Somos o presente. Fomos o passado. O futuro, não existe. Não de certo modo. Podemos planejá-lo, mas é uma utopia, a não ser que pudéssemos chegar até ele e depois voltarmos ao presente. É impossível. Quanto ao passado, podemos definir que já existiu. Quando escrevo estas linhas, a anterior já é passado. Podemos referenciá-lo apenas para atitudes no presente. O que realmente podemos fazer, é viver a cada dia... intensamente e com objetivos, sempre torcendo para poder realizá-los. Na verdade, quem não os tem, ficou no passado e não há razão para existir.
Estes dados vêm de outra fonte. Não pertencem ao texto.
//! Zentrale Konfiguration für den Bézier-Editor.
//!
//! `EditorOptions` enthält alle beim Start konfigurierbaren Werte.
//! Die `const`-Werte bleiben als Fallback/Default erhalten.

use crate::core::curve_model::{HANDLE_ALONG_X, HANDLE_ALONG_Y, HANDLE_INITIAL_OFFSET};
use crate::core::{HandleDefaults, HIT_TOLERANCE};
use serde::{Deserialize, Serialize};

// ── Fenster ─────────────────────────────────────────────────────────

/// Standard-Fensterbreite in Pixeln.
pub const WINDOW_WIDTH: f32 = 1500.0;
/// Standard-Fensterhöhe in Pixeln.
pub const WINDOW_HEIGHT: f32 = 900.0;
/// Fenstertitel.
pub const WINDOW_TITLE: &str = "Bezier Curves";

// ── Kurven-Rendering ────────────────────────────────────────────────

/// Abtastschritte pro Segment (ergibt Schritte + 1 Punkte).
pub const SAMPLES_PER_SEGMENT: usize = 100;
/// Linienstärke der Kurve in Pixeln.
pub const CURVE_STROKE_WIDTH: f32 = 3.0;
/// Radius der Anker- und Tangentenpunkte in Pixeln.
pub const POINT_RADIUS: f32 = 3.0;

/// Hintergrundfarbe (RGBA: Schwarz).
pub const BACKGROUND_COLOR: [f32; 4] = [0.0, 0.0, 0.0, 1.0];
/// Kurvenfarbe (RGBA: Weiß).
pub const CURVE_COLOR: [f32; 4] = [1.0, 1.0, 1.0, 1.0];
/// Ankerfarbe (RGBA: Weiß).
pub const ANCHOR_COLOR: [f32; 4] = [1.0, 1.0, 1.0, 1.0];
/// Farbe der Vorwärts-Tangentenpunkte (RGBA: Rot).
pub const FORWARD_HANDLE_COLOR: [f32; 4] = [1.0, 0.0, 0.0, 1.0];
/// Farbe der Vorwärts-Führungslinie (RGBA: Hellrot).
pub const FORWARD_GUIDE_COLOR: [f32; 4] = [1.0, 100.0 / 255.0, 100.0 / 255.0, 1.0];
/// Farbe der Rückwärts-Tangentenpunkte (RGBA: Blau).
pub const BACKWARD_HANDLE_COLOR: [f32; 4] = [0.0, 0.0, 1.0, 1.0];
/// Farbe der Rückwärts-Führungslinie (RGBA: Hellblau).
pub const BACKWARD_GUIDE_COLOR: [f32; 4] = [100.0 / 255.0, 100.0 / 255.0, 1.0, 1.0];

// ── Laufzeit-Optionen (serialisierbar) ─────────────────────────────

/// Alle Editor-Optionen.
/// Wird als `bezier_curve_editor.toml` neben der Binary gelesen.
#[derive(Debug, Clone, PartialEq, Serialize, Deserialize)]
#[serde(default)]
pub struct EditorOptions {
    // ── Fenster ─────────────────────────────────────────────────
    /// Fenstergröße [Breite, Höhe]
    pub window_size: [f32; 2],
    /// Fenstertitel
    pub window_title: String,

    // ── Interaktion ─────────────────────────────────────────────
    /// Hit-Test-Toleranz (Manhattan-Distanz, Canvas-Einheiten)
    pub hit_tolerance: f32,
    /// Tangenten-Skalierung x beim Anhängen
    pub handle_along_x: f32,
    /// Tangenten-Skalierung y beim Anhängen
    pub handle_along_y: f32,
    /// Diagonaler Tangenten-Versatz ohne Vorgänger
    pub handle_initial_offset: f32,

    // ── Darstellung ─────────────────────────────────────────────
    /// Abtastschritte pro Segment
    pub samples_per_segment: usize,
    /// Linienstärke der Kurve
    pub curve_stroke_width: f32,
    /// Punkt-Radius für Anker und Tangentenpunkte
    pub point_radius: f32,
    /// Auch Tangentenpunkte ohne Segment zeichnen (erster Rückwärts-, letzter Vorwärts-Punkt)
    pub show_unused_handles: bool,
    pub background_color: [f32; 4],
    pub curve_color: [f32; 4],
    pub anchor_color: [f32; 4],
    pub forward_handle_color: [f32; 4],
    pub forward_guide_color: [f32; 4],
    pub backward_handle_color: [f32; 4],
    pub backward_guide_color: [f32; 4],
}

impl Default for EditorOptions {
    fn default() -> Self {
        Self {
            window_size: [WINDOW_WIDTH, WINDOW_HEIGHT],
            window_title: WINDOW_TITLE.to_string(),

            hit_tolerance: HIT_TOLERANCE,
            handle_along_x: HANDLE_ALONG_X,
            handle_along_y: HANDLE_ALONG_Y,
            handle_initial_offset: HANDLE_INITIAL_OFFSET,

            samples_per_segment: SAMPLES_PER_SEGMENT,
            curve_stroke_width: CURVE_STROKE_WIDTH,
            point_radius: POINT_RADIUS,
            show_unused_handles: false,
            background_color: BACKGROUND_COLOR,
            curve_color: CURVE_COLOR,
            anchor_color: ANCHOR_COLOR,
            forward_handle_color: FORWARD_HANDLE_COLOR,
            forward_guide_color: FORWARD_GUIDE_COLOR,
            backward_handle_color: BACKWARD_HANDLE_COLOR,
            backward_guide_color: BACKWARD_GUIDE_COLOR,
        }
    }
}

impl EditorOptions {
    /// Lädt Optionen aus einer TOML-Datei. Bei Fehler: Standardwerte.
    pub fn load_from_file(path: &std::path::Path) -> Self {
        match std::fs::read_to_string(path) {
            Ok(content) => Self::from_toml_str(&content).unwrap_or_else(|e| {
                log::warn!("Optionen-Datei fehlerhaft, verwende Standardwerte: {}", e);
                Self::default()
            }),
            Err(_) => {
                log::info!("Keine Optionen-Datei gefunden, verwende Standardwerte");
                Self::default()
            }
        }
    }

    /// Parst Optionen aus TOML; fehlende Felder erhalten Standardwerte.
    pub fn from_toml_str(content: &str) -> anyhow::Result<Self> {
        let opts: Self = toml::from_str(content)?;
        log::info!("Optionen geladen (Hit-Toleranz: {})", opts.hit_tolerance);
        Ok(opts)
    }

    /// Ermittelt den Pfad zur Optionen-Datei neben der Binary.
    pub fn config_path() -> std::path::PathBuf {
        std::env::current_exe()
            .unwrap_or_else(|_| std::path::PathBuf::from("bezier_curve_editor"))
            .parent()
            .unwrap_or_else(|| std::path::Path::new("."))
            .join("bezier_curve_editor.toml")
    }

    /// Tangenten-Platzierung für neu angehängte Anker.
    pub fn handle_defaults(&self) -> HandleDefaults {
        HandleDefaults {
            along_x: self.handle_along_x,
            along_y: self.handle_along_y,
            initial_offset: self.handle_initial_offset,
        }
    }
}

#[cfg(test)]
mod tests {
    use super::*;
    use approx::assert_relative_eq;

    #[test]
    fn test_defaults_match_constants() {
        let opts = EditorOptions::default();
        assert_relative_eq!(opts.hit_tolerance, 10.0);
        assert_eq!(opts.samples_per_segment, 100);
        assert_eq!(opts.window_title, "Bezier Curves");
        assert_eq!(opts.handle_defaults(), HandleDefaults::default());
    }

    #[test]
    fn test_partial_toml_keeps_defaults() {
        let opts = EditorOptions::from_toml_str("hit_tolerance = 15.0\nshow_unused_handles = true\n")
            .expect("Teil-TOML sollte parsebar sein");
        assert_relative_eq!(opts.hit_tolerance, 15.0);
        assert!(opts.show_unused_handles);
        assert_eq!(opts.window_size, [WINDOW_WIDTH, WINDOW_HEIGHT]);
    }

    #[test]
    fn test_handle_defaults_from_toml() {
        let opts = EditorOptions::from_toml_str(
            "handle_along_x = 40.0\nhandle_along_y = 40.0\nhandle_initial_offset = 2.0\n",
        )
        .expect("TOML sollte parsebar sein");
        let defaults = opts.handle_defaults();
        assert_relative_eq!(defaults.along_x, 40.0);
        assert_relative_eq!(defaults.along_y, 40.0);
        assert_relative_eq!(defaults.initial_offset, 2.0);
    }

    #[test]
    fn test_broken_toml_is_error() {
        assert!(EditorOptions::from_toml_str("hit_tolerance = \"weit\"").is_err());
    }

    #[test]
    fn test_load_missing_file_uses_defaults() {
        let path = std::env::temp_dir().join("bezier_curve_editor_gibt_es_nicht.toml");
        assert_eq!(EditorOptions::load_from_file(&path), EditorOptions::default());
    }

    #[test]
    fn test_load_from_file() {
        let path = std::env::temp_dir().join(format!(
            "bezier_curve_editor_options_{}.toml",
            std::process::id()
        ));
        std::fs::write(&path, "samples_per_segment = 20\n").expect("Schreiben fehlgeschlagen");

        let opts = EditorOptions::load_from_file(&path);
        let _ = std::fs::remove_file(&path);

        assert_eq!(opts.samples_per_segment, 20);
    }
}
Quem morre, encerra o ciclo de viver no presente, pois este morre com ele. A partir daí, viveram... no passado. São apenas meras recordações de quem vive no presente.
Como se vê, tudo gira em torno do presente. Não se deve deixar para amanhã o que se pode fazer hoje, pois o amanhã pode não existir. A partir daí, não existe mais passado, presente ou futuro. Na verdade, nossos filhos, ou netos, têm a ver com essa quimera que é o futuro. Talvez fosse exceção à regra, pois sempre vamos querer “um futuro promissor para eles”. Torcemos para isso.
Quando dizemos de alguém que está à morte: “Aquele não tem futuro”, o mais certo, seria dizer: “Aquele, está próximo de não ter mais o presente”.